Who Really Benefits from the Creator Economy?

The Creator Economy has become a much bigger focus over the last few years, with the rise of TikTok sparking a new battle amongst the social platforms to maximize their creator appeal, in order to keep popular users posting to their apps.

Which makes sense. Vine, which many view as the precursor to TikTok, eventually died out because parent company Twitter couldn’t establish an effective revenue share model for short clips, a key challenge of the format.

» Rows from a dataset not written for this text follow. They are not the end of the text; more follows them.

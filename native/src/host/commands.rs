// Command grammar understood by the host: tab separated tokens, the first one
// naming the command (case-insensitive).

use crate::ipc::TOKEN_SEPARATOR;

const INSERT_FILE: &str = "insert file";
const PROJECT_PATH: &str = "project path";
const TRANSFER_TO_POOL: &str = "xfertopool file";

/// Placement request carried by `insert file <path> ...`.
#[derive(Debug, Clone, PartialEq)]
pub struct InsertRequest {
    pub path: String,
    pub description: String,
    /// Tracks to skip below the first selected audio track.
    pub track_offset: u32,
    /// Seconds added to the cursor position.
    pub cursor_offset: f64,
    /// Offset into the source file, seconds. Only positive values are kept.
    pub in_time: Option<f64>,
    /// Event length in seconds. Only positive values are kept.
    pub length: Option<f64>,
}

impl InsertRequest {
    pub fn new(path: impl Into<String>) -> Self {
        Self {
            path: path.into(),
            description: String::new(),
            track_offset: 0,
            cursor_offset: 0.0,
            in_time: None,
            length: None,
        }
    }

    /// Build a request from the tokens after the command name.
    /// Missing or unparseable numbers keep their defaults.
    fn from_arguments(args: &[&str]) -> Self {
        let mut request = Self::new(args.first().copied().unwrap_or_default());
        if let Some(description) = args.get(1) {
            request.description = description.to_string();
        }
        if let Some(offset) = args.get(2).and_then(|t| t.trim().parse().ok()) {
            request.track_offset = offset;
        }
        if let Some(offset) = args.get(3).and_then(|t| t.trim().parse().ok()) {
            request.cursor_offset = offset;
        }
        request.in_time = args.get(4).and_then(|t| positive(t));
        request.length = args.get(5).and_then(|t| positive(t));
        request
    }
}

fn positive(token: &str) -> Option<f64> {
    token.trim().parse::<f64>().ok().filter(|value| *value > 0.0)
}

#[derive(Debug, Clone, PartialEq)]
pub enum Command {
    Empty,
    /// `insert file` followed by at least a path.
    InsertFile(InsertRequest),
    /// Bare `insert file`: paste the clipboard at the cursor.
    PasteClipboard,
    ProjectPath,
    TransferToPool(Vec<String>),
    Unknown(String),
}

impl Command {
    pub fn parse(text: &str) -> Self {
        if text.trim().is_empty() {
            return Command::Empty;
        }

        let tokens: Vec<&str> = text.split(TOKEN_SEPARATOR).collect();
        let name = tokens[0];

        if name.eq_ignore_ascii_case(INSERT_FILE) && tokens.len() >= 2 {
            return Command::InsertFile(InsertRequest::from_arguments(&tokens[1..]));
        }
        if text.eq_ignore_ascii_case(INSERT_FILE) {
            return Command::PasteClipboard;
        }
        if text.eq_ignore_ascii_case(PROJECT_PATH) {
            return Command::ProjectPath;
        }
        if name.eq_ignore_ascii_case(TRANSFER_TO_POOL) {
            return Command::TransferToPool(tokens[1..].iter().map(|t| t.to_string()).collect());
        }
        Command::Unknown(text.to_string())
    }
}

/// Commands the bridge answers immediately with `"ok"` instead of waiting
/// for the host to finish them.
pub fn is_asynchronous(text: &str) -> bool {
    text.eq_ignore_ascii_case(INSERT_FILE)
}

#[cfg(test)]
mod tests {
    use super::*;

    #[test]
    fn test_parse_full_insert_request() {
        let request = match Command::parse("insert file\tc:\\a.wav\tMyName\t1\t2.0\t0.5\t3.0") {
            Command::InsertFile(request) => request,
            other => panic!("expected insert file, got {:?}", other),
        };
        assert_eq!(request.path, "c:\\a.wav");
        assert_eq!(request.description, "MyName");
        assert_eq!(request.track_offset, 1);
        assert_eq!(request.cursor_offset, 2.0);
        assert_eq!(request.in_time, Some(0.5));
        assert_eq!(request.length, Some(3.0));
    }

    #[test]
    fn test_insert_defaults() {
        assert_eq!(
            Command::parse("INSERT FILE\t/sfx/door.wav"),
            Command::InsertFile(InsertRequest::new("/sfx/door.wav"))
        );
    }

    #[test]
    fn test_non_positive_and_garbage_numbers_fall_back() {
        let Command::InsertFile(request) =
            Command::parse("insert file\ta.wav\t\tabc\tx\t0\t-2.5")
        else {
            panic!("expected insert file");
        };
        assert_eq!(request.description, "");
        assert_eq!(request.track_offset, 0);
        assert_eq!(request.cursor_offset, 0.0);
        assert_eq!(request.in_time, None);
        assert_eq!(request.length, None);
    }

    #[test]
    fn test_bare_insert_is_paste() {
        assert_eq!(Command::parse("insert file"), Command::PasteClipboard);
        assert_eq!(Command::parse("Insert File"), Command::PasteClipboard);
        assert!(is_asynchronous("INSERT FILE"));
        assert!(!is_asynchronous("insert file\ta.wav"));
        assert!(!is_asynchronous("project path"));
    }

    #[test]
    fn test_project_path_and_pool() {
        assert_eq!(Command::parse("PROJECT PATH"), Command::ProjectPath);
        assert_eq!(
            Command::parse("xfertopool file\ta.wav\tb.wav"),
            Command::TransferToPool(vec!["a.wav".to_string(), "b.wav".to_string()])
        );
        assert_eq!(
            Command::parse("xfertopool file"),
            Command::TransferToPool(Vec::new())
        );
    }

    #[test]
    fn test_empty_and_unknown() {
        assert_eq!(Command::parse(""), Command::Empty);
        assert_eq!(Command::parse("  "), Command::Empty);
        assert_eq!(
            Command::parse("project path\textra"),
            Command::Unknown("project path\textra".to_string())
        );
        assert_eq!(
            Command::parse("render mixdown"),
            Command::Unknown("render mixdown".to_string())
        );
    }
}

If TikTok can’t get creators paid, they won’t stick around, which both YouTube and Instagram see as an opportunity to mitigate TikTok’s growth.

Combine that with the increasing work from home push, which has seen more people reassessing how they make money, and indeed, whether they could possibly get paid for the content that they post online, and you can see how the platforms view this as a key opportunity to win over more creators, and keep them posting to their apps – while ideally, fending off rising competition.

It all connects up, and for social platforms battling for audience attention, it’s a perfect scenario for them to also lure the most entertaining users to post more often, in order to prop-up their engagement stats.

But there’s one core, essential truth of the creator economy that undercuts the emphasis and enthusiasm in the space: Most people are simply not good enough at being entertaining, on a consistent basis, to make any real money out of being an online creator.

The stats tell the tale – according to a recent survey conducted by influencer marketing platform Aspire, which incorporates feedback from over 1,700 creators, only 4.3% of them are earning six figures or more per year from their online posts.

Which, really, makes sense. Sure, there are the Mr. Beasts of the world – who recently turned down a billion dollar offer for his YouTube channel. But off the top of your head, how many top online creators can you actually name?

PewDiePie, Dream, the DÁmelio sisters. You likely have your own, more niche favorites as well, but I’m guessing that list starts to thin out pretty quick.

One consideration here is that there’s a limit to how much content we can take in. That means that while some of the top stars are seeing millions of views, and occupying hours and hours of people’s time, that also then further reduces the amount of time left for other creators – which means that, realistically, there’s not enough capacity to support an infinite number of creators in an infinite number of niches.  

But the real truth is that being a successful creator is hard.

Not only do you have to be entertaining – which very, very few people are good at every single time they post – but you also need to keep churning out new content every other day. The pressure on creators, in this sense, is very real, and it can lead to significant mental and even physical health impacts for those working to keep up with demand, and keep themselves top of mind for their respective audiences.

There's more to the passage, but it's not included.